Purtroppo, per i cittadini sangiorgesi e per il M5S, è questa la sola verità.
La candidata sindaco dal 2012 fino ad oggi non ha alzato un dito per San Giorgio e, purtroppo per lei, carta cantat e anche chi era precedentemente nel meetup è stato sempre nell’ombra con la scusa di avere un’attività commerciale o di avere dei superiori cui dar conto, lasciando la sottoscritta a lavorare per poi provare a prendersene il merito.
Se i candidati certificati hanno le prove di quanto sostengono le rendano pubbliche come abbiamo fatto noi, anzi lo facciano con solerzia dal momento che quei pochi temi che hanno portato avanti in questi pochi mesi o erano copiati da noi o erano basati su sviste e superficialità, come nel caso della trasparenza del sito web comunale.
Per questo motivo ci tengo e ci teniamo a dichiarare e a far sapere ai sangiorgesi che i candidati certificati non siamo noi del Meetup Amici di Beppe Grillo di San Giorgio e che quelli che sono stati certificati non sono coloro che finora hanno portato avanti tante battaglie a San Giorgio.
La scelta dello staff è dovuta, e prova ne è la lettera che mi è stata inviata dalla candidata sindaco, ad una raccomandazione personale del membro del direttorio Carlo Sibilia, il quale si è espresso a favore della lista certificata solo attraverso un video, e non ha avuto nemmeno la faccia di venire alla presentazione della lista sul Viale Spinelli, in una piazzetta vuota, presenti una ventina di persone che probabilmente erano solo i parenti degli 11 candidati (si allegano foto) .
Tant’è che per avere la legittimazione della lista la presentazione si è ripetuta ieri a Benevento alla presenza di tanti Parlamentari.
Un evento solo per farsi i selfie!
Ma, in tutto questo, i cittadini sangiorgesi, cioè quelli che votano, perché non hanno potuto avere un confronto con il M5S nel comune dove si vota e dove il Movimento aspira a diventare portavoce dei sangiorgesi?
Ancora una volta, come nella migliore casta politica, tutto si svolge fuori da San Giorgio perché fuori da San Giorgio questa lista è stata creata.
Ancora una volta, proprio come nei partiti tradizionali, la lista è bloccata e vi è un’enorme distacco dal territorio.
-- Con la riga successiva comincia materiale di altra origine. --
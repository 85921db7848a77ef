//! Integration tests for Layer 3: Interpreter
//!
//! Tests pattern matching against parsed nodes and the lineage buckets the
//! interpreter reports, driven by the built-in registry.

mod lineage_tests;
mod property_tests;
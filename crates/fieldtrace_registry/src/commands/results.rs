//! Result reshaping: projection, renaming, ordering, and pivot-style
//! transforms.

use fieldtrace_syntax::{
    CommandCategory, CommandSemantics, CommandSyntax, FieldEffect, GrammarSupport, ParamType,
    RetainClass, StaticCreate, SyntaxPattern, alt, field, field_list, lit, param, seq,
};

use super::{opaque_args, opt_kv};

fn decl(name: &str, syntax: SyntaxPattern) -> CommandSyntax {
    CommandSyntax::new(name, CommandCategory::Results, syntax)
}

pub(crate) fn declarations() -> Vec<CommandSyntax> {
    vec![
        decl(
            "table",
            field_list("fields").with_effect(FieldEffect::Consumes),
        )
        .with_semantics(CommandSemantics::new().drops_all_except([RetainClass::Consumes])),
        // Keep mode narrows to the listed fields; drop mode removes them.
        // The survival rule is per-occurrence, so it lives in the buckets
        // (consumes vs drops), not in command-level semantics.
        decl(
            "fields",
            alt([
                seq([
                    lit("-"),
                    field_list("removed").with_effect(FieldEffect::Drops),
                ]),
                seq([
                    lit("+").optional(),
                    field_list("kept").with_effect(FieldEffect::Consumes),
                ]),
            ]),
        )
        .with_grammar_support(GrammarSupport::Partial),
        decl(
            "rename",
            seq([
                param(ParamType::WcField, "source").with_effect(FieldEffect::Drops),
                lit("as"),
                param(ParamType::WcField, "target")
                    .with_effect(FieldEffect::Creates)
                    .with_depends_on(["source"]),
            ])
            .one_or_more(),
        )
        .with_semantics(CommandSemantics::new().preserves_all()),
        decl(
            "sort",
            seq([
                param(ParamType::Int, "count").optional(),
                field_list("sort_fields").with_effect(FieldEffect::Consumes),
            ]),
        )
        .with_semantics(CommandSemantics::new().preserves_all()),
        decl("reverse", opaque_args())
            .with_grammar_support(GrammarSupport::Recognized)
            .with_semantics(CommandSemantics::new().preserves_all()),
        decl(
            "transpose",
            seq([
                param(ParamType::Int, "count").optional(),
                opt_kv("column_name", param(ParamType::Str, "column_name")),
                opt_kv("header_field", field("header_field").with_effect(FieldEffect::Consumes)),
            ]),
        )
        .with_grammar_support(GrammarSupport::Partial)
        .with_semantics(
            CommandSemantics::new()
                .drops_all_except([RetainClass::Creates])
                .with_static_create(StaticCreate::new("column")),
        ),
        decl(
            "xyseries",
            seq([
                field("x_field").with_effect(FieldEffect::GroupsBy),
                field("y_name_field").with_effect(FieldEffect::Consumes),
                field_list("y_data_fields").with_effect(FieldEffect::Consumes),
            ]),
        )
        .with_alias("maketable")
        .with_grammar_support(GrammarSupport::Partial)
        .with_semantics(
            CommandSemantics::new().drops_all_except([RetainClass::ByFields, RetainClass::Creates]),
        ),
        decl(
            "untable",
            seq([
                field("x_field").with_effect(FieldEffect::GroupsBy),
                field("key_field").with_effect(FieldEffect::Creates),
                field("value_field").with_effect(FieldEffect::Creates),
            ]),
        )
        .with_semantics(
            CommandSemantics::new().drops_all_except([RetainClass::ByFields, RetainClass::Creates]),
        ),
        decl(
            "fieldformat",
            seq([
                field("target")
                    .with_effect(FieldEffect::Modifies)
                    .with_depends_on_expression("expression"),
                lit("="),
                param(ParamType::Str, "expression"),
            ]),
        )
        .with_semantics(CommandSemantics::new().preserves_all()),
        decl(
            "fieldsummary",
            seq([
                opt_kv("maxvals", param(ParamType::Int, "maxvals")),
                field_list("fields")
                    .with_effect(FieldEffect::Consumes)
                    .optional(),
            ]),
        )
        .with_grammar_support(GrammarSupport::Partial)
        .with_semantics(
            CommandSemantics::new()
                .drops_all_except([RetainClass::Creates])
                .with_static_create(StaticCreate::new("field"))
                .with_static_create(StaticCreate::new("count"))
                .with_static_create(StaticCreate::new("distinct_count")),
        ),
    ]
}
Cosa faranno questi novelli salvatori di San Giorgio se dovessero entrare in Consiglio, andranno a chiedere consigli a Benevento o nelle stanze del Direttorio, così come Napolitano andava a prendere ordini in Russia???
Se ciò accadesse, checchè ne dicono i candidati certificati,ne saremmo felici, perché l’operazione fiato sul collo, per coerenza, deve cominciare prima dai nostri e poi arrivare agli altri.